Eric Fischl catches a moment in a story. That moment, when he’s lucky, pulls the past into the present and suggests ways the present may evolve into the future.
Fischl is a narrative painter who avoids melodrama. The original PAFA next door exhibits masterpieces of melodramatic 19th century narrative art. Such paintings depend on history and literature that an educated viewer would know. Fischl, on the other hand, enters in media res and leaves the viewer wondering: What happens next?
Fischl tantalizes in other ways as well. Why do people love looking at other people naked? In the left panel of the diptych “Dog Days” a naked woman with two dogs stands on a balcony overlooking a beach. In the right panel a different woman stands on a similar balcony with a man naked below the waist. He has an erection. Who can guess a likely third panel? It would make an altar for a very secular 21st century.

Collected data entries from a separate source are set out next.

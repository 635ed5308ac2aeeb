use serde::{Deserialize, Serialize};

use super::{font_weight_for_stroke, Color, StyleChange, StyleControls, ToolBounds, ToolPoint};

const LINE_HEIGHT_FACTOR: f64 = 1.16;
const CHAR_WIDTH_FACTOR: f64 = 0.6;
const MIN_TEXT_WIDTH: u32 = 8;

#[derive(Debug, Clone, Copy, PartialEq, Eq, Serialize, Deserialize)]
pub struct TextOptions {
    pub color: Color,
    pub size: u8,
    pub weight: u16,
}

impl TextOptions {
    pub fn from_controls(controls: &StyleControls) -> Self {
        Self {
            color: controls.color,
            size: controls.font_size,
            weight: controls.font_weight(),
        }
    }

    pub fn apply_change(&mut self, change: StyleChange) {
        match change {
            StyleChange::Color(color) => self.color = color,
            StyleChange::StrokeWidth(width) => self.weight = font_weight_for_stroke(width),
            StyleChange::FontSize(size) => self.size = size.max(6),
        }
    }
}

#[derive(Debug, Clone, PartialEq, Eq, Serialize, Deserialize)]
pub struct TextElement {
    pub id: u64,
    pub x: i32,
    pub y: i32,
    pub content: String,
    pub options: TextOptions,
    #[serde(skip)]
    cursor_chars: usize,
    #[serde(skip)]
    all_selected: bool,
    #[serde(skip)]
    pub editing: bool,
    #[serde(skip)]
    pub interactive: bool,
}

impl TextElement {
    pub fn new(id: u64, anchor: ToolPoint, options: TextOptions) -> Self {
        Self::with_text(id, anchor, String::new(), options)
    }

    pub fn with_text(
        id: u64,
        anchor: ToolPoint,
        text: impl Into<String>,
        options: TextOptions,
    ) -> Self {
        let content = text.into();
        let cursor_chars = content.chars().count();
        Self {
            id,
            x: anchor.x,
            y: anchor.y,
            content,
            options,
            cursor_chars,
            all_selected: false,
            editing: false,
            interactive: false,
        }
    }

    pub fn begin_editing(&mut self, select_all: bool) {
        self.editing = true;
        self.interactive = false;
        self.all_selected = select_all;
        self.move_cursor_to_end();
    }

    pub fn end_editing(&mut self) {
        self.editing = false;
        self.all_selected = false;
    }

    pub const fn all_selected(&self) -> bool {
        self.all_selected
    }

    pub fn select_all(&mut self) {
        self.all_selected = true;
        self.move_cursor_to_end();
    }

    fn take_selection(&mut self) -> bool {
        if !self.all_selected {
            return false;
        }
        self.all_selected = false;
        self.content.clear();
        self.cursor_chars = 0;
        true
    }

    pub fn insert_char(&mut self, c: char) {
        self.take_selection();
        let byte_index = self.byte_index_for_cursor(self.cursor_chars);
        self.content.insert(byte_index, c);
        self.cursor_chars = self.cursor_chars.saturating_add(1);
    }

    pub fn insert_newline(&mut self) {
        self.insert_char('\n');
    }

    pub fn delete_backward(&mut self) -> bool {
        if self.take_selection() {
            return true;
        }
        if self.cursor_chars == 0 {
            return false;
        }
        let end = self.byte_index_for_cursor(self.cursor_chars);
        let start = self.byte_index_for_cursor(self.cursor_chars.saturating_sub(1));
        if start >= end || end > self.content.len() {
            return false;
        }
        self.content.drain(start..end);
        self.cursor_chars = self.cursor_chars.saturating_sub(1);
        true
    }

    pub fn cursor_chars(&self) -> usize {
        self.cursor_chars.min(self.content.chars().count())
    }

    pub fn move_cursor_left(&mut self) -> bool {
        self.all_selected = false;
        if self.cursor_chars() == 0 {
            return false;
        }
        self.cursor_chars = self.cursor_chars().saturating_sub(1);
        true
    }

    pub fn move_cursor_right(&mut self) -> bool {
        self.all_selected = false;
        let max_chars = self.content.chars().count();
        if self.cursor_chars() >= max_chars {
            return false;
        }
        self.cursor_chars = self.cursor_chars().saturating_add(1);
        true
    }

    pub fn move_cursor_to_end(&mut self) {
        self.cursor_chars = self.content.chars().count();
    }

    pub fn is_blank(&self) -> bool {
        self.content.trim().is_empty()
    }

    pub fn lines(&self) -> Vec<&str> {
        if self.content.is_empty() {
            vec![""]
        } else {
            self.content.split('\n').collect()
        }
    }

    pub fn line_height(&self) -> f64 {
        f64::from(self.options.size.max(1)) * LINE_HEIGHT_FACTOR
    }

    /// Layout estimate used for hit testing and marquee selection.
    pub fn bounds(&self) -> ToolBounds {
        let lines = self.lines();
        let longest = lines
            .iter()
            .map(|line| line.chars().count())
            .max()
            .unwrap_or(0);
        let char_width = f64::from(self.options.size.max(1)) * CHAR_WIDTH_FACTOR;
        let width = ((longest as f64 * char_width).ceil() as u32).max(MIN_TEXT_WIDTH);
        let height = (lines.len() as f64 * self.line_height()).ceil() as u32;
        ToolBounds::new(self.x, self.y, width, height.max(1))
    }

    fn byte_index_for_cursor(&self, cursor_chars: usize) -> usize {
        let cursor_chars = cursor_chars.min(self.content.chars().count());
        self.content
            .char_indices()
            .nth(cursor_chars)
            .map(|(index, _)| index)
            .unwrap_or(self.content.len())
    }
}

There are some ten paintings in the show accompanied by photos, drawings, clay maquettes, oil sketches, photo-shopped photos, and portions of a documentary film. I like Fischl’s “Portrait of the Artist as an Old Man.” It was painted a long time ago but he now looks like his painting — judging by the film.
I was happy to see a portrait of the novelist Richard Price and his attractive family. It was a frisson Warhol rendered regularly years ago. Fischl is an art star. But I do have mixed feelings about the persona Fischl presents in the accompanying documentary. Are all art stars such self-important narcissists? But even self-important narcissists can make wonderful art. Fischl can write a novel with no words and a single image.
Dive Deep: Eric Fischl and the Process of Painting is at PAFA‘s Hamilton Building through September 30.